> [What to produce] Which lines of the data below hold "runtime"? Copy each of them.
### Input data
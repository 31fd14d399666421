use std::time::Duration;
use thiserror::Error;

/// Top-level error taxonomy for the server. Subsystem errors fold up into
/// this via `#[from]` so a session loop can propagate with `?` and still log
/// a specific cause at the boundary.
#[derive(Error, Debug)]
pub enum VoxError {
    #[error(transparent)]
    Transport(#[from] TransportError),

    #[error(transparent)]
    Pipeline(#[from] PipelineError),

    #[error(transparent)]
    Vad(#[from] VadError),

    #[error(transparent)]
    Llm(#[from] LlmError),

    #[error(transparent)]
    Pool(#[from] PoolError),

    #[error(transparent)]
    Config(#[from] ConfigError),

    #[error("shutdown requested")]
    ShutdownRequested,

    #[error("fatal error, cannot recover: {0}")]
    Fatal(String),

    #[error("transient error, will retry: {0}")]
    Transient(String),
}

impl From<tokio::task::JoinError> for VoxError {
    fn from(err: tokio::task::JoinError) -> Self {
        VoxError::Transient(format!("task join failed: {err}"))
    }
}

/// Transient I/O errors on the transport boundary. Policy (spec §7): log and
/// terminate the session on read failure; log-and-retry-next-chunk on write.
#[derive(Error, Debug)]
pub enum TransportError {
    #[error("connection closed")]
    Closed,

    #[error("read failed: {0}")]
    Read(String),

    #[error("write failed: {0}")]
    Write(String),

    #[error("serialize failed: {0}")]
    Serialize(#[from] serde_json::Error),

    #[error("unsupported payload kind")]
    UnsupportedPayload,
}

/// Errors from the frame-processor runtime and pipeline composer.
#[derive(Error, Debug)]
pub enum PipelineError {
    #[error("queue closed for processor {processor}")]
    QueueClosed { processor: String },

    #[error("drain timed out after {0:?}")]
    DrainTimeout(Duration),

    #[error("processor {processor} panicked: {reason}")]
    ProcessorPanicked { processor: String, reason: String },
}

/// VAD / voice-confidence provider errors.
#[derive(Error, Debug)]
pub enum VadError {
    #[error("voice confidence model failed: {0}")]
    ModelFailed(String),

    #[error("invalid window size: expected {expected}, got {actual}")]
    InvalidWindowSize { expected: usize, actual: usize },
}

/// LLM / tool execution errors (spec §7: decode errors and tool errors are
/// log-and-skip, not session-terminating).
#[derive(Error, Debug)]
pub enum LlmError {
    #[error("provider call failed: {0}")]
    ProviderFailed(String),

    #[error("tool {name} not registered")]
    ToolNotFound { name: String },

    #[error("tool {name} argument decode failed: {source}")]
    ToolArgsInvalid {
        name: String,
        source: serde_json::Error,
    },

    #[error("tool {name} execution failed: {reason}")]
    ToolExecutionFailed { name: String, reason: String },

    #[error("tool-round cap exceeded ({0} rounds)")]
    ToolRoundCapExceeded(u32),
}

/// Resource-pool errors (spec §7: fatal only when zero instances survive
/// init; a runtime `get()` timeout is not an error, it is a fallback path).
#[derive(Error, Debug)]
pub enum PoolError {
    #[error("factory produced zero instances")]
    InitFailedNoInstances,

    #[error("factory failed: {0}")]
    FactoryFailed(String),

    #[error("instance reset failed: {0}")]
    ResetFailed(String),

    #[error("pool is shutting down")]
    ShuttingDown,
}

#[derive(Error, Debug)]
pub enum ConfigError {
    #[error("configuration parsing error: {0}")]
    Parse(#[from] config::ConfigError),

    #[error("validation failed: {field}: {reason}")]
    Validation { field: String, reason: String },

    #[error("missing required field: {0}")]
    MissingField(String),

    #[error("environment variable error: {0}")]
    EnvVar(String),
}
######
> [Final answer]
/// Errors from the frame-processor runtime and pipeline composer.
/// init; a runtime `get()` timeout is not an error, it is a fallback path).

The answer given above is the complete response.